For more info Contact: Laurie Fike - (608) 267-7974 or Bryan Woodbury - (608) 266-2151


Ontario

Ontario imposes moratorium on new water takings

The government of Ontario has imposed a one-year moratorium on new and expanded permits for removing water from watersheds to stop what is described as a giveaway of the province’s water resources.

           

“We will use this year to review our groundwater supplies and draft new rules for water taking,” said Leona Dombrowsky, Ontario minister of the environment, in announcing the moratorium Dec. 18. “We will not grant new permits of this kind until we have new rules in place that will help us better protect our water resources.”

           

Under newly elected Premier Dalton McGuinty, the province also plans to begin charging water-bottling companies and other permit holders that currently are able to remove water from watershed at no charge.

           

“Water bottlers and others who remove water out of a

watershed cannot be permitted to just take more and more water,” said Dombrowsky. “We need to fully understand the consequences of takings on both the watershed and local water supplies.

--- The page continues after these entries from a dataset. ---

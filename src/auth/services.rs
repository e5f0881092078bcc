use lazy_static::lazy_static;
use regex::Regex;
use tracing::{error, info, instrument, warn};
use uuid::Uuid;

use crate::auth::{
    dto::{LoginRequest, PublicUser, RegisterRequest, TokenResponse},
    jwt::JwtKeys,
    password::{burn_verification, hash_password, password_matches},
    repo::UserRepo,
    repo_types::{NewUser, User},
};
use crate::db::DbError;
use crate::error::AppError;

const BAD_CREDENTIALS: &str = "Incorrect email or password";

lazy_static! {
    static ref EMAIL_RE: Regex =
        Regex::new(r"^[^@\s]+@[^@\s]+\.[^@\s]+$").expect("email regex is valid");
    static ref PHONE_RE: Regex =
        Regex::new(r"^\+?[\d\s\-\(\)]{10,15}$").expect("phone regex is valid");
}

pub(crate) fn is_valid_email(email: &str) -> bool {
    EMAIL_RE.is_match(email)
}

pub(crate) fn is_valid_phone(phone: &str) -> bool {
    PHONE_RE.is_match(phone)
}

fn check_len(field: &str, value: &str, min: usize, max: usize) -> Result<(), AppError> {
    let n = value.chars().count();
    if n < min || n > max {
        return Err(AppError::Validation(format!(
            "{field} must be between {min} and {max} characters"
        )));
    }
    Ok(())
}

/// Trims and lower-cases where appropriate, then validates every field.
pub fn validate_registration(req: RegisterRequest) -> Result<RegisterRequest, AppError> {
    let req = RegisterRequest {
        name: req.name.trim().to_string(),
        email: req.email.trim().to_lowercase(),
        phone_number: req.phone_number.trim().to_string(),
        region: req.region.trim().to_string(),
        password: req.password,
    };

    check_len("name", &req.name, 2, 100)?;
    if !is_valid_email(&req.email) {
        return Err(AppError::Validation("Invalid email address".into()));
    }
    if !is_valid_phone(&req.phone_number) {
        return Err(AppError::Validation("Invalid phone number format".into()));
    }
    check_len("region", &req.region, 2, 100)?;
    if req.password.chars().count() < 6 {
        return Err(AppError::Validation(
            "Password must be at least 6 characters".into(),
        ));
    }
    Ok(req)
}

#[instrument(skip_all)]
pub async fn register(users: &dyn UserRepo, req: RegisterRequest) -> Result<PublicUser, AppError> {
    let req = validate_registration(req)?;

    let password_hash = hash_password(&req.password)?;
    let created = users
        .create(NewUser {
            name: req.name,
            email: req.email,
            phone_number: req.phone_number,
            region: req.region,
            password_hash,
        })
        .await;

    match created {
        Ok(user) => {
            info!(user_id = %user.id, email = %user.email, "user registered");
            Ok(user.into())
        }
        Err(DbError::Conflict(constraint)) => {
            warn!(%constraint, "duplicate registration");
            Err(AppError::Conflict(
                "Email or phone number already registered".into(),
            ))
        }
        Err(e) => {
            error!(error = %e, "create user failed");
            Err(e.into())
        }
    }
}

#[instrument(skip_all)]
pub async fn login(
    users: &dyn UserRepo,
    keys: &JwtKeys,
    req: LoginRequest,
) -> Result<TokenResponse, AppError> {
    let email = req.email.trim().to_lowercase();

    let user = match users.find_by_email(&email).await? {
        Some(u) => u,
        None => {
            burn_verification(&req.password);
            warn!(email = %email, "login unknown email");
            return Err(AppError::Unauthorized(BAD_CREDENTIALS.into()));
        }
    };

    if !password_matches(&req.password, &user.password_hash) {
        warn!(user_id = %user.id, "login invalid password");
        return Err(AppError::Unauthorized(BAD_CREDENTIALS.into()));
    }
    if !user.is_active {
        warn!(user_id = %user.id, "login for inactive account");
        return Err(AppError::Unauthorized(BAD_CREDENTIALS.into()));
    }

    let access_token = keys.sign(user.id)?;
    info!(user_id = %user.id, "user logged in");
    Ok(TokenResponse {
        access_token,
        token_type: "bearer",
        expires_in: keys.ttl_secs(),
        user: user.into(),
    })
}

/// Loads the caller; a deleted or inactive account is treated as unauthenticated.
pub async fn current_user(users: &dyn UserRepo, user_id: Uuid) -> Result<User, AppError> {
    match users.find_by_id(user_id).await? {
        Some(u) if u.is_active => Ok(u),
        Some(_) => Err(AppError::Unauthorized("Inactive user".into())),
        None => Err(AppError::Unauthorized(
            "Could not validate credentials".into(),
        )),
    }
}

#[cfg(test)]
mod tests {
    use super::*;
    use crate::config::JwtConfig;
    use crate::testing::MemoryUserRepo;

    fn keys() -> JwtKeys {
        JwtKeys::from(&JwtConfig {
            secret: "test-secret".into(),
            issuer: "test-issuer".into(),
            audience: "test-aud".into(),
            ttl_minutes: 30,
        })
    }

    fn registration(email: &str, phone: &str) -> RegisterRequest {
        RegisterRequest {
            name: "Amina Wanjiru".into(),
            email: email.into(),
            phone_number: phone.into(),
            region: "Nakuru".into(),
            password: "maize-2024".into(),
        }
    }

    #[test]
    fn validation_rules() {
        assert!(validate_registration(registration("a@b.co", "+254 712 345 678")).is_ok());
        assert!(validate_registration(registration("not-an-email", "+254712345678")).is_err());
        assert!(validate_registration(registration("a@b.co", "12345")).is_err());
        assert!(validate_registration(registration("a@b.co", "0712abc345")).is_err());

        let mut short = registration("a@b.co", "0712345678");
        short.password = "12345".into();
        assert!(matches!(validate_registration(short), Err(AppError::Validation(_))));

        let mut tiny = registration("a@b.co", "0712345678");
        tiny.name = " A ".into();
        assert!(validate_registration(tiny).is_err());
    }

    #[test]
    fn email_is_normalized() {
        let req = validate_registration(registration("  Farmer@Example.COM ", "0712345678")).unwrap();
        assert_eq!(req.email, "farmer@example.com");
    }

    #[tokio::test]
    async fn register_hides_hash_and_rejects_duplicates() {
        let users = MemoryUserRepo::default();
        let user = register(&users, registration("f@example.com", "0712345678"))
            .await
            .unwrap();
        let json = serde_json::to_value(&user).unwrap();
        assert!(json.get("password_hash").is_none());
        assert_eq!(json["email"], "f@example.com");

        let dup_email = register(&users, registration("F@example.com", "0799999999")).await;
        assert!(matches!(dup_email, Err(AppError::Conflict(_))));
        let dup_phone = register(&users, registration("g@example.com", "0712345678")).await;
        assert!(matches!(dup_phone, Err(AppError::Conflict(_))));
    }

    #[tokio::test]
    async fn login_failures_are_indistinguishable() {
        let users = MemoryUserRepo::default();
        let keys = keys();
        let user = register(&users, registration("f@example.com", "0712345678"))
            .await
            .unwrap();

        let unknown = login(
            &users,
            &keys,
            LoginRequest { email: "nobody@example.com".into(), password: "maize-2024".into() },
        )
        .await
        .unwrap_err();
        let wrong = login(
            &users,
            &keys,
            LoginRequest { email: "f@example.com".into(), password: "wrong-pass".into() },
        )
        .await
        .unwrap_err();
        users.deactivate(user.id);
        let inactive = login(
            &users,
            &keys,
            LoginRequest { email: "f@example.com".into(), password: "maize-2024".into() },
        )
        .await
        .unwrap_err();

        for err in [unknown, wrong, inactive] {
            match err {
                AppError::Unauthorized(msg) => assert_eq!(msg, BAD_CREDENTIALS),
                other => panic!("unexpected error: {other:?}"),
            }
        }
    }

    #[tokio::test]
    async fn login_with_corrupt_stored_hash_is_bad_credentials() {
        let users = MemoryUserRepo::default();
        users
            .create(NewUser {
                name: "Amina Wanjiru".into(),
                email: "f@example.com".into(),
                phone_number: "0712345678".into(),
                region: "Nakuru".into(),
                password_hash: "legacy$not$argon".into(),
            })
            .await
            .unwrap();

        let err = login(
            &users,
            &keys(),
            LoginRequest { email: "f@example.com".into(), password: "maize-2024".into() },
        )
        .await
        .unwrap_err();
        match err {
            AppError::Unauthorized(msg) => assert_eq!(msg, BAD_CREDENTIALS),
            other => panic!("unexpected error: {other:?}"),
        }
    }

    #[tokio::test]
    async fn login_issues_token_for_user() {
        let users = MemoryUserRepo::default();
        let keys = keys();
        let user = register(&users, registration("f@example.com", "0712345678"))
            .await
            .unwrap();

        let res = login(
            &users,
            &keys,
            LoginRequest { email: " F@Example.com".into(), password: "maize-2024".into() },
        )
        .await
        .unwrap();
        assert_eq!(res.token_type, "bearer");
        assert_eq!(res.expires_in, 30 * 60);
        assert_eq!(keys.verify(&res.access_token).unwrap().sub, user.id);

        let me = current_user(&users, user.id).await.unwrap();
        assert_eq!(me.email, "f@example.com");
        users.deactivate(user.id);
        assert!(matches!(
            current_user(&users, user.id).await,
            Err(AppError::Unauthorized(_))
        ));
    }
}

Nothing is more basic to life ― and the quality of life ― than an adequate supply of safe and clean water.”

 

Two expert committees have also been formed to advise on a process for assessing threats to the province’s drinking water and on how to implement strategies for protecting watersheds. The new steps address the Walkerton Inquiry’s emphasis on protecting sources of drinking water as a key part of ensuring a sustainable supply of drinking water. The inquiry was conducted after seven people in that community died after drinking E. coli-contaminated water in May 2000.

           

The government will release a White Paper in February to consult on the planning aspects of source protection legislation, including the preparation, roles and responsibilities and approval of source protection plans.